Yémen: la justice française enquête sur le prince héritier d’Abou Dhabi pour complicité d’actes de torture
Accusé de « complicité d’actes de torture » dans le cadre de la guerre au Yémen, le prince héritier d’Abou Dhabi, Mohammed ben Zayed Al-Nahyane, fait l’objet depuis fin 2019 d’une enquête en France dirigée par un juge d’instruction parisien.
Selon plusieurs sources proches du dossier, une information judiciaire a été ouverte en octobre 2019 à l’encontre de « MBZ », contre lequel deux plaintes, dont une avec constitution de partie civile, avaient été déposées lorsqu’il effectuait une visite officielle à Paris en novembre 2018.
Les plaintes avec constitution de partie civile permettent quasi-automatiquement d’obtenir l’ouverture d’une information judiciaire et la désignation d’un juge d’instruction pour mener les investigations.
En vertu de sa « compétence universelle » pour les crimes les plus graves, la justice française a la possibilité de poursuivre et condamner les auteurs et complices de ces crimes lorsqu’ils se trouvent sur le territoire français. Mais la question de l’immunité diplomatique de l’homme fort des Emirats se pose toutefois et devra être tranchée par le magistrat instructeur.
Lors de sa visite en France, le 21 novembre 2018, Mohammed ben Zayed s’était entretenu de la situation au Moyen-Orient avec le président Emmanuel Macron, notamment sur le conflit au Yémen où Abou Dhabi est engagé dans une coalition au côté de l’Arabie saoudite contre les rebelles Houthis, qui occupent la capitale Sanaa depuis 2014.
« Mes clients se réjouissent de cette ouverture d’information et fondent de grands espoirs sur la justice française », a réagi auprès de l’AFP Me Joseph Breham, défenseur de six Yéménites qui avaient déposé la plainte avec constitution de partie civile auprès du doyen des juges d’instruction du pôle crimes contre l’humanité du tribunal de Paris.
Torture dans des centres de détention
Ils y dénoncent notamment des actes de torture commis dans les centres de détention contrôlés par les forces armées des Emirats arabes unis.
L’un des plaignants a raconté avoir été emprisonné alors qu’il oeuvrait pour la libération des Yéménites détenus aux mains des forces émiraties. Il a été « placé dans un +trou+ aussi grand qu’un tonneau pendant 48 heures, les pieds et les mains liés par des fils de fer », puis il a été « déshabillé et pendu par les mains au plafond pendant plusieurs heures », électrocuté et brûlé par des cigarettes, détaille la plainte.
Mohammed ben Zayed étant le commandant suprême des forces armées des Emirats arabes unis, il est « susceptible d’avoir fourni les moyens et les instructions pour la réalisation de ces infractions », souligne-t-elle.

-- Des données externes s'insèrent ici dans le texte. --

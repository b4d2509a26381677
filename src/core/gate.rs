//! Prerequisite gates for Chronoscape.
//!
//! Gated content (ink reveals, lens zones, riddles, the final challenge)
//! declares a prerequisite over the session's accumulated state. Evaluation
//! is a pure function of a state snapshot: no side effects, deterministic,
//! recomputed on every read.

use std::collections::BTreeSet;

use serde::{Deserialize, Serialize};

use crate::core::lens::LensKind;

/// What a count-threshold prerequisite counts.
#[derive(Debug, Clone, Copy, PartialEq, Eq, Hash, Serialize, Deserialize)]
#[serde(rename_all = "snake_case")]
pub enum CountSource {
    /// Number of regions currently lit.
    LitRegions,
    /// Number of riddles solved.
    SolvedRiddles,
}

/// A prerequisite over accumulated session state.
#[derive(Debug, Clone, PartialEq, Eq, Serialize, Deserialize)]
#[serde(tag = "kind", rename_all = "snake_case")]
pub enum Prerequisite {
    /// Active iff every required id has been discovered.
    Subset { required: BTreeSet<String> },
    /// Active iff the given lens is currently equipped.
    ///
    /// This is only the lens-type half of a lens zone's condition; spatial
    /// pointer containment is supplied by the caller, not evaluated here.
    Lens { lens: LensKind },
    /// Active iff the referenced count has reached `min`.
    CountThreshold { min: usize, of: CountSource },
}

/// Read-only view of the state a gate can depend on.
#[derive(Debug, Clone, Copy)]
pub struct GateSnapshot<'a> {
    /// Hover-discovered item ids.
    pub discovered: &'a BTreeSet<String>,
    /// Number of lit regions.
    pub lit_regions: usize,
    /// Number of solved riddles.
    pub solved_riddles: usize,
    /// Currently equipped lens.
    pub lens: LensKind,
}

/// Evaluate a prerequisite against a snapshot.
pub fn is_active(prerequisite: &Prerequisite, snapshot: &GateSnapshot<'_>) -> bool {
    match prerequisite {
        Prerequisite::Subset { required } => required.is_subset(snapshot.discovered),
        Prerequisite::Lens { lens } => snapshot.lens == *lens,
        Prerequisite::CountThreshold { min, of } => {
            let count = match of {
                CountSource::LitRegions => snapshot.lit_regions,
                CountSource::SolvedRiddles => snapshot.solved_riddles,
            };
            count >= *min
        }
    }
}
//! Core types and logic for Chronoscape.
//!
//! This module contains the fundamental types for the discovery session:
//! sequence tracking, prerequisite gates, lenses, riddles, accumulated state,
//! and the progression controller that ties them together.

pub mod gate;
pub mod lens;
pub mod progress;
pub mod riddle;
pub mod sequence;
pub mod state;

pub use gate::{is_active, CountSource, GateSnapshot, Prerequisite};
pub use lens::{LensKind, LensState};
pub use progress::{
    FinalOutcome, HoverOutcome, InkOutcome, LensRevealOutcome, ProgressionController,
};
pub use riddle::{answers_match, RiddleLedger, RiddleOutcome};
pub use sequence::{Observation, SequenceTracker};
pub use state::{
    DiscoverySet, FinalChallenge, GatedStatus, RegionRegistry, Snapshot, Stage,
};
//! Hover command for Chronoscape.
//!
//! Records a pointer hover on an ordered zone and reports what it changed.

use serde::Serialize;

use crate::config::SceneConfig;
use crate::core::ProgressionController;
use crate::storage::StateStore;

/// Options for the hover command.
#[derive(Debug, Clone, Default)]
pub struct HoverOptions {
    /// Output as JSON.
    pub json: bool,
    /// Suppress output.
    pub quiet: bool,
}

/// Output format for the hover command.
#[derive(Debug, Clone, Serialize)]
pub struct HoverOutput {
    /// Whether the zone exists and the event was processed.
    pub success: bool,
    /// The hovered zone.
    pub zone_id: String,
    /// Whether the zone was discovered for the first time.
    pub newly_discovered: bool,
    /// Whether this hover completed the cluster's sequence.
    pub sequence_completed: bool,
    /// Region newly lit by this hover, if any.
    #[serde(skip_serializing_if = "Option::is_none")]
    pub region_lit: Option<String>,
    /// Error message if the event was rejected.
    #[serde(skip_serializing_if = "Option::is_none")]
    pub error: Option<String>,
}

impl HoverOutput {
    /// Create a failed output.
    pub fn failure(zone_id: impl Into<String>, error: impl Into<String>) -> Self {
        Self {
            success: false,
            zone_id: zone_id.into(),
            newly_discovered: false,
            sequence_completed: false,
            region_lit: None,
            error: Some(error.into()),
        }
    }
}

/// The hover command implementation.
pub struct HoverCommand<S: StateStore> {
    controller: ProgressionController<S>,
}

impl<S: StateStore> HoverCommand<S> {
    /// Create a new hover command.
    pub fn new(store: S, scene: SceneConfig) -> Self {
        Self {
            controller: ProgressionController::new(scene, store),
        }
    }

    /// Run the hover command for a zone.
    pub fn run(&mut self, zone_id: &str) -> HoverOutput {
        if self.controller.scene().hover_zone(zone_id).is_none() {
            return HoverOutput::failure(zone_id, format!("unknown zone: {zone_id}"));
        }

        let outcome = self.controller.record_hover(zone_id);
        HoverOutput {
            success: true,
            zone_id: zone_id.to_string(),
            newly_discovered: outcome.newly_discovered,
            sequence_completed: outcome.sequence_completed,
            region_lit: outcome.region_lit,
            error: None,
        }
    }

    /// Format output based on options.
    pub fn format_output(&self, output: &HoverOutput, options: &HoverOptions) -> String {
        if options.quiet {
            return String::new();
        }

        if options.json {
            serde_json::to_string_pretty(output).unwrap_or_else(|_| "{}".to_string())
        } else {
            self.format_human_readable(output)
        }
    }

    /// Format output as human-readable text.
    fn format_human_readable(&self, output: &HoverOutput) -> String {
        if !output.success {
            return format!(
                "Hover failed: {}\n",
                output.error.as_deref().unwrap_or("unknown error")
            );
        }

        let mut line = format!("Hovered {}", output.zone_id);
        if output.newly_discovered {
            line.push_str(" (new discovery)");
        }
        if let Some(region) = &output.region_lit {
            line.push_str(&format!("; sequence complete, {} lit up", region));
        } else if output.sequence_completed {
            line.push_str("; sequence complete");
        }
        line.push('\n');
        line
    }
}
//! Headline figures for the dashboard: latest-year means, pooled and
//! per-country correlations, investment-share KPI and trend series.

use serde::{Deserialize, Serialize};

use crate::data::country::Country;
use crate::data::panel::{Observation, Panel};
use crate::econometrics::correlation::{correlation_overview, pooled_correlation, CorrelationResult};
use crate::error::EconError;
use crate::stats::mean;
use crate::types::{Percent, Year};
use crate::EconResult;

// ---------------------------------------------------------------------------
// Types
// ---------------------------------------------------------------------------

#[derive(Debug, Clone, PartialEq, Serialize, Deserialize)]
pub struct Headline {
    pub latest_year: Year,
    /// Cross-country mean of GDP growth in the latest year.
    pub mean_growth: Percent,
    /// Cross-country mean of FDI/GDP in the latest year.
    pub mean_investment_share: Percent,
    /// Pearson r over every cleaned observation.
    pub pooled_correlation: CorrelationResult,
}

#[derive(Debug, Clone, PartialEq, Serialize, Deserialize)]
pub struct InvestmentShareKpi {
    /// Year the KPI describes.
    pub year: Year,
    /// Cross-country mean for `year`.
    pub mean: Percent,
    /// Country with the highest share in `year`.
    pub top_country: Country,
    pub top_value: Percent,
    /// Change of the mean against `year - 1`; `None` if that year is absent.
    pub change_vs_previous: Option<Percent>,
}

#[derive(Debug, Clone, Copy, PartialEq, Serialize, Deserialize)]
pub struct TrendPoint {
    pub year: Year,
    pub growth: Percent,
    pub investment_share: Percent,
}

#[derive(Debug, Clone, PartialEq, Serialize, Deserialize)]
pub struct CountryTrend {
    pub country: Country,
    pub points: Vec<TrendPoint>,
}

#[derive(Debug, Clone, PartialEq, Serialize, Deserialize)]
pub struct Summary {
    pub headline: Headline,
    pub investment_share: Option<InvestmentShareKpi>,
    pub correlation_overview: Vec<CorrelationResult>,
    pub trends: Vec<CountryTrend>,
}

// ---------------------------------------------------------------------------
// Public API
// ---------------------------------------------------------------------------

pub fn summarize(panel: &Panel) -> EconResult<Summary> {
    let headline = headline(panel)?;
    let investment_share = investment_share_kpi(panel, headline.latest_year);
    Ok(Summary {
        investment_share,
        correlation_overview: correlation_overview(panel),
        trends: panel.countries().into_iter().map(|c| trend(panel, c)).collect(),
        headline,
    })
}

pub fn headline(panel: &Panel) -> EconResult<Headline> {
    let (_, latest_year) = panel.year_span().ok_or_else(|| EconError::EmptySelection {
        table: "panel".into(),
        reason: "no observations in the selected window".into(),
    })?;
    let latest = in_year(panel, latest_year);
    Ok(Headline {
        latest_year,
        mean_growth: mean(&latest.iter().map(|o| o.growth).collect::<Vec<_>>()),
        mean_investment_share: mean(
            &latest
                .iter()
                .map(|o| o.investment_share)
                .collect::<Vec<_>>(),
        ),
        pooled_correlation: pooled_correlation(panel),
    })
}

/// Investment-share KPI for `year`; `None` when no country reports it.
pub fn investment_share_kpi(panel: &Panel, year: Year) -> Option<InvestmentShareKpi> {
    let current = in_year(panel, year);
    let top = current
        .iter()
        .max_by(|a, b| a.investment_share.total_cmp(&b.investment_share))?;
    let shares = |obs: &[&Observation]| {
        mean(&obs.iter().map(|o| o.investment_share).collect::<Vec<_>>())
    };
    let current_mean = shares(&current);
    let previous = in_year(panel, year - 1);
    let change_vs_previous = if previous.is_empty() {
        None
    } else {
        Some(current_mean - shares(&previous))
    };
    Some(InvestmentShareKpi {
        year,
        mean: current_mean,
        top_country: top.country,
        top_value: top.investment_share,
        change_vs_previous,
    })
}

pub fn trend(panel: &Panel, country: Country) -> CountryTrend {
    CountryTrend {
        country,
        points: panel
            .country_slice(country)
            .iter()
            .map(|o| TrendPoint {
                year: o.year,
                growth: o.growth,
                investment_share: o.investment_share,
            })
            .collect(),
    }
}

fn in_year(panel: &Panel, year: Year) -> Vec<&Observation> {
    panel
        .observations()
        .iter()
        .filter(|o| o.year == year)
        .collect()
}

#[cfg(test)]
mod tests {
    use super::*;
    use approx::assert_abs_diff_eq;

    fn panel() -> Panel {
        let rows = [
            (Country::Cambodia, 2021, 3.0, 12.0),
            (Country::Cambodia, 2022, 5.2, 13.5),
            (Country::Vietnam, 2021, 2.6, 4.3),
            (Country::Vietnam, 2022, 8.0, 4.4),
            (Country::Malaysia, 2022, 8.7, 2.5),
        ];
        Panel::from_observations(
            rows.iter()
                .map(|&(country, year, growth, investment_share)| Observation {
                    country,
                    year,
                    growth,
                    investment_share,
                })
                .collect(),
        )
        .unwrap()
    }

    #[test]
    fn test_headline_uses_latest_year() {
        let h = headline(&panel()).unwrap();
        assert_eq!(h.latest_year, 2022);
        assert_abs_diff_eq!(h.mean_growth, (5.2 + 8.0 + 8.7) / 3.0, epsilon = 1e-12);
        assert_abs_diff_eq!(h.mean_investment_share, (13.5 + 4.4 + 2.5) / 3.0, epsilon = 1e-12);
        assert_eq!(h.pooled_correlation.pairs, 5);
    }

    #[test]
    fn test_investment_kpi_top_and_delta() {
        let kpi = investment_share_kpi(&panel(), 2022).unwrap();
        assert_eq!(kpi.top_country, Country::Cambodia);
        assert_eq!(kpi.top_value, 13.5);
        let prev = (12.0 + 4.3) / 2.0;
        assert_abs_diff_eq!(kpi.change_vs_previous.unwrap(), kpi.mean - prev, epsilon = 1e-12);

        let first = investment_share_kpi(&panel(), 2021).unwrap();
        assert_eq!(first.change_vs_previous, None);
        assert!(investment_share_kpi(&panel(), 1999).is_none());
    }

    #[test]
    fn test_empty_panel_has_no_headline() {
        assert!(headline(&Panel::default()).is_err());
    }

    #[test]
    fn test_trend_series_in_year_order() {
        let t = trend(&panel(), Country::Vietnam);
        assert_eq!(t.points.len(), 2);
        assert_eq!(t.points[0].year, 2021);
        assert_eq!(t.points[1].growth, 8.0);
    }
}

Une autre plainte pour « complicités d’actes de torture et disparition forcée » avait été déposée par trois Qataris auprès du pôle crimes contre l’humanité et crimes de guerre du parquet de Paris.
Les trois plaignants affirmaient avoir été « détenus et torturés par les agents de la Sûreté de l’État des Émirats arabes Unis – dont Abou Dhabi est la capitale fédérale – entre février 2013 et mai 2015 ».
Cette plainte avait toutefois été classée sans suite par le parquet qui avait estimé ne pas être compétent pour mener les investigations.
La guerre au Yémen a fait des dizaines de milliers de morts, pour la plupart des civils. En juillet 2019, les Emirats arabes unis, le principal allié de l’Arabie saoudite, ont décidé d’y réduire leur présence militaire.